Freddie Mac (OTCQB: FMCC) today released the results of its Primary Mortgage Market Survey® (PMMS®), showing average fixed mortgage rates moving higher for the second week in a row and marking the first time the 30-year fixed-rate mortgage has risen above 3.5 percent since June.

News Facts

  • 30-year fixed-rate mortgage (FRM) averaged 3.52 percent with an average 0.5 point for the week ending October 20, 2016, up from last week when they averaged 3.47 percent.

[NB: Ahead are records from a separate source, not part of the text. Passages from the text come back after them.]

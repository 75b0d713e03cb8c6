//! Gamepad buttons, axes and per-slot state

use crate::edge::{Buffered, Trigger};
use serde::{Deserialize, Serialize};

/// Maximum number of gamepads tracked at once
pub const MAX_GAMEPADS: usize = 16;

/// Default stick/trigger deadzone: 15% of the signed 16-bit axis range
pub const DEFAULT_DEADZONE: u16 = (i16::MAX as u32 * 15 / 100) as u16;

/// Gamepad buttons, including synthetic buttons for stick directions and
/// analog triggers.
///
/// The discriminants are stable: physical buttons come first, then the
/// synthetic ones in a fixed order. Bindings refer to buttons by this
/// identity, so variants must never be reordered.
#[derive(Debug, Clone, Copy, PartialEq, Eq, Hash, PartialOrd, Ord, Serialize, Deserialize)]
#[repr(u8)]
pub enum GamepadButton {
    A = 0,
    B,
    X,
    Y,
    Back,
    Guide,
    Start,
    LeftStick,
    RightStick,
    LeftShoulder,
    RightShoulder,
    DPadUp,
    DPadDown,
    DPadLeft,
    DPadRight,
    Misc1,
    Paddle1,
    Paddle2,
    Paddle3,
    Paddle4,
    Touchpad,
    LeftStickUp,
    LeftStickLeft,
    LeftStickDown,
    LeftStickRight,
    RightStickUp,
    RightStickLeft,
    RightStickDown,
    RightStickRight,
    LeftTrigger,
    RightTrigger,
}

impl GamepadButton {
    /// Number of buttons a controller reports directly
    pub const PHYSICAL_COUNT: usize = 21;
    /// Physical plus synthetic buttons
    pub const COUNT: usize = 31;

    pub const ALL: [GamepadButton; Self::COUNT] = [
        GamepadButton::A,
        GamepadButton::B,
        GamepadButton::X,
        GamepadButton::Y,
        GamepadButton::Back,
        GamepadButton::Guide,
        GamepadButton::Start,
        GamepadButton::LeftStick,
        GamepadButton::RightStick,
        GamepadButton::LeftShoulder,
        GamepadButton::RightShoulder,
        GamepadButton::DPadUp,
        GamepadButton::DPadDown,
        GamepadButton::DPadLeft,
        GamepadButton::DPadRight,
        GamepadButton::Misc1,
        GamepadButton::Paddle1,
        GamepadButton::Paddle2,
        GamepadButton::Paddle3,
        GamepadButton::Paddle4,
        GamepadButton::Touchpad,
        GamepadButton::LeftStickUp,
        GamepadButton::LeftStickLeft,
        GamepadButton::LeftStickDown,
        GamepadButton::LeftStickRight,
        GamepadButton::RightStickUp,
        GamepadButton::RightStickLeft,
        GamepadButton::RightStickDown,
        GamepadButton::RightStickRight,
        GamepadButton::LeftTrigger,
        GamepadButton::RightTrigger,
    ];

    pub const fn index(self) -> u8 {
        self as u8
    }

    pub fn from_index(index: u8) -> Option<Self> {
        Self::ALL.get(index as usize).copied()
    }

    /// True for buttons derived from stick or trigger axes
    pub const fn is_synthetic(self) -> bool {
        self.index() as usize >= Self::PHYSICAL_COUNT
    }
}

/// A set of gamepad buttons packed into a bitmask
#[derive(Clone, Copy, Debug, Default, PartialEq, Eq, Hash)]
pub struct GamepadButtons(u32);

impl GamepadButtons {
    pub const NONE: Self = Self(0);

    pub const fn bits(self) -> u32 {
        self.0
    }

    pub const fn contains(self, button: GamepadButton) -> bool {
        self.0 & (1 << button.index()) != 0
    }

    pub fn insert(&mut self, button: GamepadButton) {
        self.0 |= 1 << button.index();
    }

    pub fn remove(&mut self, button: GamepadButton) {
        self.0 &= !(1 << button.index());
    }

    pub const fn is_empty(self) -> bool {
        self.0 == 0
    }

    pub fn iter(self) -> impl Iterator<Item = GamepadButton> {
        GamepadButton::ALL
            .into_iter()
            .filter(move |button| self.contains(*button))
    }
}

impl FromIterator<GamepadButton> for GamepadButtons {
    fn from_iter<I: IntoIterator<Item = GamepadButton>>(iter: I) -> Self {
        let mut set = Self::NONE;
        for button in iter {
            set.insert(button);
        }
        set
    }
}

/// Analog axes. Stick values are signed 16-bit with negative Y pointing up;
/// triggers rest at zero and grow positive.
#[derive(Debug, Clone, Copy, PartialEq, Eq, Hash)]
pub enum GamepadAxis {
    LeftX = 0,
    LeftY,
    RightX,
    RightY,
    TriggerLeft,
    TriggerRight,
}

impl GamepadAxis {
    pub const COUNT: usize = 6;

    pub const ALL: [GamepadAxis; Self::COUNT] = [
        GamepadAxis::LeftX,
        GamepadAxis::LeftY,
        GamepadAxis::RightX,
        GamepadAxis::RightY,
        GamepadAxis::TriggerLeft,
        GamepadAxis::TriggerRight,
    ];

    /// The synthetic buttons for the negative and positive halves of this axis
    fn synthetic_buttons(self) -> (GamepadButton, GamepadButton) {
        match self {
            GamepadAxis::LeftX => (GamepadButton::LeftStickLeft, GamepadButton::LeftStickRight),
            GamepadAxis::LeftY => (GamepadButton::LeftStickUp, GamepadButton::LeftStickDown),
            GamepadAxis::RightX => (GamepadButton::RightStickLeft, GamepadButton::RightStickRight),
            GamepadAxis::RightY => (GamepadButton::RightStickUp, GamepadButton::RightStickDown),
            GamepadAxis::TriggerLeft => (GamepadButton::LeftTrigger, GamepadButton::LeftTrigger),
            GamepadAxis::TriggerRight => (GamepadButton::RightTrigger, GamepadButton::RightTrigger),
        }
    }
}

/// Raw state reported by the platform for one opened gamepad
#[derive(Clone, Copy, Debug, Default, PartialEq, Eq)]
pub struct GamepadSample {
    /// Physical buttons held
    pub buttons: GamepadButtons,
    pub axes: [i16; GamepadAxis::COUNT],
}

impl GamepadSample {
    pub fn new() -> Self {
        Self::default()
    }

    pub fn with_button(mut self, button: GamepadButton) -> Self {
        self.buttons.insert(button);
        self
    }

    pub fn with_axis(mut self, axis: GamepadAxis, value: i16) -> Self {
        self.axes[axis as usize] = value;
        self
    }

    pub fn axis(&self, axis: GamepadAxis) -> i16 {
        self.axes[axis as usize]
    }

    /// Button set including synthetic stick/trigger buttons.
    ///
    /// An axis only counts when its magnitude is strictly greater than the
    /// deadzone, and then only the half matching its sign is set.
    pub fn synthesize(&self, deadzone: u16) -> GamepadButtons {
        let mut buttons = self.buttons;
        let deadzone = i32::from(deadzone);
        for axis in GamepadAxis::ALL {
            let value = i32::from(self.axis(axis));
            if value < -deadzone || value > deadzone {
                let (negative, positive) = axis.synthetic_buttons();
                buttons.insert(if value < 0 { negative } else { positive });
            }
        }
        buttons
    }
}

/// Which gamepad a query or binding refers to
#[derive(Debug, Clone, Copy, Default, PartialEq, Eq, Hash)]
pub enum GamepadSelector {
    /// The earliest-connected gamepad that is still active
    #[default]
    First,
    /// A specific platform device index
    Index(usize),
}

/// Tracked state of one gamepad slot
#[derive(Debug, Clone, Default)]
pub(crate) struct GamepadSlot {
    pub buttons: Buffered<GamepadButtons>,
    pub axes: [i16; GamepadAxis::COUNT],
    pub active: bool,
}

impl GamepadSlot {
    /// Fresh state for a newly opened device: both frames hold its first
    /// poll, so a button already held at connect time is not a press.
    pub fn connect(sample: GamepadSample, deadzone: u16) -> Self {
        Self {
            buttons: Buffered::settled(sample.synthesize(deadzone)),
            axes: sample.axes,
            active: true,
        }
    }

    pub fn poll(&mut self, sample: GamepadSample, deadzone: u16) {
        self.buttons.advance(sample.synthesize(deadzone));
        self.axes = sample.axes;
    }

    pub fn test(&self, button: GamepadButton, trigger: Trigger) -> bool {
        self.active && self.buttons.test(trigger, |set| set.contains(button))
    }
}
//! The platform seam: where raw device state comes from

use crate::gamepad::GamepadSample;
use crate::keyboard::KeyboardSnapshot;
use crate::mouse::MouseSnapshot;

/// A gamepad connection change reported by the host event loop
#[derive(Debug, Clone, Copy, PartialEq, Eq, Hash)]
pub enum DeviceEvent {
    /// A controller appeared at the given platform device index
    Added(usize),
    /// The controller at the given platform device index went away
    Removed(usize),
}

/// Source of raw keyboard, mouse and gamepad state.
///
/// The input manager reads through this trait once per update and never
/// caches anything the backend owns. Implementations: [`DesktopBackend`]
/// (winit + gilrs) and [`ScriptedBackend`] (tests and headless tools).
///
/// [`DesktopBackend`]: crate::DesktopBackend
/// [`ScriptedBackend`]: crate::ScriptedBackend
pub trait InputBackend {
    /// Keys held right now
    fn keyboard(&self) -> KeyboardSnapshot;

    /// Mouse buttons held and cursor position right now
    fn mouse(&self) -> MouseSnapshot;

    /// Open the controller at `index`. Returns false if there is no usable
    /// device there.
    fn open_gamepad(&mut self, index: usize) -> bool;

    /// Release the controller at `index`. Closing an unopened index is a no-op.
    fn close_gamepad(&mut self, index: usize);

    /// Current state of an opened controller, or `None` if it is not open
    fn gamepad(&self, index: usize) -> Option<GamepadSample>;
}
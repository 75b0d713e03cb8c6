//! Scene systems and the schedules that run them

use hecs::World;
use kindle_core::{KindleError, Result};

/// A system run during a scene's update pass
pub trait System {
    fn run(&mut self, world: &mut World, delta: f32) -> Result<()>;
}

impl<F> System for F
where
    F: FnMut(&mut World, f32) -> Result<()>,
{
    fn run(&mut self, world: &mut World, delta: f32) -> Result<()> {
        self(world, delta)
    }
}

/// A system run during a scene's draw or gui pass.
///
/// Draw systems read the world and write to the canvas; they never mutate
/// components.
pub trait DrawSystem<C: ?Sized> {
    fn run(&mut self, world: &World, canvas: &mut C, delta: f32) -> Result<()>;
}

impl<C, F> DrawSystem<C> for F
where
    C: ?Sized,
    F: FnMut(&World, &mut C, f32) -> Result<()>,
{
    fn run(&mut self, world: &World, canvas: &mut C, delta: f32) -> Result<()> {
        self(world, canvas, delta)
    }
}

fn failed(system: &str, err: KindleError) -> KindleError {
    KindleError::SystemFailed {
        system: system.to_string(),
        message: err.to_string(),
    }
}

/// Update systems in registration order
#[derive(Default)]
pub struct Schedule {
    systems: Vec<(String, Box<dyn System>)>,
}

impl Schedule {
    pub fn new() -> Self {
        Self::default()
    }

    /// Append a closure system
    pub fn add<F>(&mut self, name: &str, system: F) -> &mut Self
    where
        F: FnMut(&mut World, f32) -> Result<()> + 'static,
    {
        self.add_system(name, system)
    }

    pub fn add_system(&mut self, name: &str, system: impl System + 'static) -> &mut Self {
        self.systems.push((name.to_string(), Box::new(system)));
        self
    }

    pub fn len(&self) -> usize {
        self.systems.len()
    }

    pub fn is_empty(&self) -> bool {
        self.systems.is_empty()
    }

    pub fn names(&self) -> impl Iterator<Item = &str> {
        self.systems.iter().map(|(name, _)| name.as_str())
    }

    /// Run every system once. Stops at the first failure.
    pub fn run(&mut self, world: &mut World, delta: f32) -> Result<()> {
        for (name, system) in &mut self.systems {
            system.run(world, delta).map_err(|e| failed(name, e))?;
        }
        Ok(())
    }
}

/// Draw or gui systems in registration order
pub struct DrawSchedule<C: ?Sized> {
    systems: Vec<(String, Box<dyn DrawSystem<C>>)>,
}

impl<C: ?Sized> Default for DrawSchedule<C> {
    fn default() -> Self {
        Self {
            systems: Vec::new(),
        }
    }
}

impl<C: ?Sized> DrawSchedule<C> {
    pub fn new() -> Self {
        Self::default()
    }

    /// Append a closure system
    pub fn add<F>(&mut self, name: &str, system: F) -> &mut Self
    where
        F: FnMut(&World, &mut C, f32) -> Result<()> + 'static,
    {
        self.add_system(name, system)
    }

    pub fn add_system(&mut self, name: &str, system: impl DrawSystem<C> + 'static) -> &mut Self {
        self.systems.push((name.to_string(), Box::new(system)));
        self
    }

    pub fn len(&self) -> usize {
        self.systems.len()
    }

    pub fn is_empty(&self) -> bool {
        self.systems.is_empty()
    }

    pub fn names(&self) -> impl Iterator<Item = &str> {
        self.systems.iter().map(|(name, _)| name.as_str())
    }

    /// Run every system once. Stops at the first failure.
    pub fn run(&mut self, world: &World, canvas: &mut C, delta: f32) -> Result<()> {
        for (name, system) in &mut self.systems {
            system.run(world, canvas, delta).map_err(|e| failed(name, e))?;
        }
        Ok(())
    }
}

A year ago at this time, the 30-year FRM averaged 3.79 percent.
  • 15-year FRM this week averaged 2.79 percent with an average 0.5 point, up from last week when they averaged 2.76 percent. A year ago at this time, the 15-year FRM averaged 2.98 percent.
  • 5-year Treasury-indexed hybrid adjustable-rate mortgage (ARM) averaged 2.85 percent this week with an average 0.4 point, up from last week when it averaged 2.82 percent. A year ago, the 5-year ARM averaged 2.89 percent.

Average commitment rates should be reported along with average fees and points to reflect the total upfront cost of obtaining the mortgage. Visit the following link for the Definitions. Borrowers may still pay closing costs which are not included in the survey.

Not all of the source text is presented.